### TRY IT:
Identify all lines of the data containing the string "DirectorOutput" and copy them.

--------

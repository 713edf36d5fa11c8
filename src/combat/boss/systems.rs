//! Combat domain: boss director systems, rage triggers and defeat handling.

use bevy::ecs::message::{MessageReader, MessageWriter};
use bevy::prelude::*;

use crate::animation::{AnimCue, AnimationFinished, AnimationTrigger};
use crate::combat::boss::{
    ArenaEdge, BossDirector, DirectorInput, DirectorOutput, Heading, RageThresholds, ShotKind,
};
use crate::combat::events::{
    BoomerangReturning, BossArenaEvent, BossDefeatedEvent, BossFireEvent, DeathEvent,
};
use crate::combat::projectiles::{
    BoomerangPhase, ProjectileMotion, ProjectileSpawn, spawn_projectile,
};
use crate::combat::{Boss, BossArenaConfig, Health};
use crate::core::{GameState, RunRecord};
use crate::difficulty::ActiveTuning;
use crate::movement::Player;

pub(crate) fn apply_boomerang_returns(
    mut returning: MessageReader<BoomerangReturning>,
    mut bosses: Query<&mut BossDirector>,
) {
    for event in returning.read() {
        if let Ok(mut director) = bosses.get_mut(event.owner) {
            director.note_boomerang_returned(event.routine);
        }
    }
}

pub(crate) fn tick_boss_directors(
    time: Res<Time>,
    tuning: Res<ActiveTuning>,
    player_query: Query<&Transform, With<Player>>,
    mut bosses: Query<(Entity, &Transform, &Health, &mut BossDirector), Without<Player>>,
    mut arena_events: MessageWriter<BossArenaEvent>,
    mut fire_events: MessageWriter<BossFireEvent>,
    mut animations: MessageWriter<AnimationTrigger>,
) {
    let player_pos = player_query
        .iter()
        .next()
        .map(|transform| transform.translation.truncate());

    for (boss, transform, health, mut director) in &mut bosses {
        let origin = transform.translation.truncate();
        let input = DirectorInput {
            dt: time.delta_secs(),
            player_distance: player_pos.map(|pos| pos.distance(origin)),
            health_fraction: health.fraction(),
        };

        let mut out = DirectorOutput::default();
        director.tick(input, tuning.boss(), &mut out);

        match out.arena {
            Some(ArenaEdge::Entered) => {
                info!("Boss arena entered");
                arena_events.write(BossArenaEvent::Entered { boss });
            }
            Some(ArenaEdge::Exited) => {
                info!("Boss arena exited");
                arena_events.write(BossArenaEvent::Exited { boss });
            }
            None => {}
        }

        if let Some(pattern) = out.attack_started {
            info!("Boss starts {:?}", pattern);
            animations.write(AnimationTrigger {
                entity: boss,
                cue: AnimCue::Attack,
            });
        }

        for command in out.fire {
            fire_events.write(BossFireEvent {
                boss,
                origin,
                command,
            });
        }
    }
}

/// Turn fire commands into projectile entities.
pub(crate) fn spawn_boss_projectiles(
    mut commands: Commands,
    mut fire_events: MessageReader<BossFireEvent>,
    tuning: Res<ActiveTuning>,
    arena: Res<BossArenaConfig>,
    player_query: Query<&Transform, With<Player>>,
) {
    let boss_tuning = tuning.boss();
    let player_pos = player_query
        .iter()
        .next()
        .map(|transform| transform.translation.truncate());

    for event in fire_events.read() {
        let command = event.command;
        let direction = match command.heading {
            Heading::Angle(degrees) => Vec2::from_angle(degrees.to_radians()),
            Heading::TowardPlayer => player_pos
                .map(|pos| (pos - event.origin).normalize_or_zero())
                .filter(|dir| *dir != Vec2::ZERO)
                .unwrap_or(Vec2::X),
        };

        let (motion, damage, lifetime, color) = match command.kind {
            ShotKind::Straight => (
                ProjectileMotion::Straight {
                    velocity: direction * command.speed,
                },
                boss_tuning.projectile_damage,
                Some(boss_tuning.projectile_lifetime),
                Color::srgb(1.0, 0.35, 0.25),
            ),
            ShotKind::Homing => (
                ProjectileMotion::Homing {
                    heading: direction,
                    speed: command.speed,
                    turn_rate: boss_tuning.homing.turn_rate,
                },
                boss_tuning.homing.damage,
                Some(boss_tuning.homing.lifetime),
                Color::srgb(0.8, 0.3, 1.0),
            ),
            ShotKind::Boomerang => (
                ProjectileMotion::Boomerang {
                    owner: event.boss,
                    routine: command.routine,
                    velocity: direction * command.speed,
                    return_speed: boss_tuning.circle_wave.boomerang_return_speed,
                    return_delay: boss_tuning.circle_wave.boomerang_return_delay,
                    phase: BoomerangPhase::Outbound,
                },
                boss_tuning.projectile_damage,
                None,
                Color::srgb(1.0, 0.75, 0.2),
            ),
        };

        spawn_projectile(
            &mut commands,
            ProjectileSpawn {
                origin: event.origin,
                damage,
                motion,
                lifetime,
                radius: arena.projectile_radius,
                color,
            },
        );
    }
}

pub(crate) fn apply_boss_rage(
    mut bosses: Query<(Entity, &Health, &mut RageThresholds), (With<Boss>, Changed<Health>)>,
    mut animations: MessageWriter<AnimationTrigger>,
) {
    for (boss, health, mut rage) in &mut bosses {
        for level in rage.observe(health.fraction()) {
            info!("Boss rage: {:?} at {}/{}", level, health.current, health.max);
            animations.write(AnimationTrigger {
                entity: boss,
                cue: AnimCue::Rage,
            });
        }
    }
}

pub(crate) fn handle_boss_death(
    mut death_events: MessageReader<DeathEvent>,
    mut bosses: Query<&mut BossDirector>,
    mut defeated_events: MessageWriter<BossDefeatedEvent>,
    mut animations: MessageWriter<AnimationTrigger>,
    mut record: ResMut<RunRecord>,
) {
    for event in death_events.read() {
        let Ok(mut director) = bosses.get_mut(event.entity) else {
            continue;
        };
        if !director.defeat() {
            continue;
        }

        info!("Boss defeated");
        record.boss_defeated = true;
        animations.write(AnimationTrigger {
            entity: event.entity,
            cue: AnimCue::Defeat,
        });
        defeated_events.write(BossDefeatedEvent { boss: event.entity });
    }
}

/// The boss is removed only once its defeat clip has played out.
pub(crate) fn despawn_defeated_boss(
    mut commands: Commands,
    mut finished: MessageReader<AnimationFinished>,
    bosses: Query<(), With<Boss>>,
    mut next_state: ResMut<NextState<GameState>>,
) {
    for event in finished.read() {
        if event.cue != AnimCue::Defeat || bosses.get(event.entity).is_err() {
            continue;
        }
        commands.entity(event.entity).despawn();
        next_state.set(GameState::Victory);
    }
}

--------

### TASK OUTPUT:
    ArenaEdge, BossDirector, DirectorInput, DirectorOutput, Heading, RageThresholds, ShotKind,
        let mut out = DirectorOutput::default();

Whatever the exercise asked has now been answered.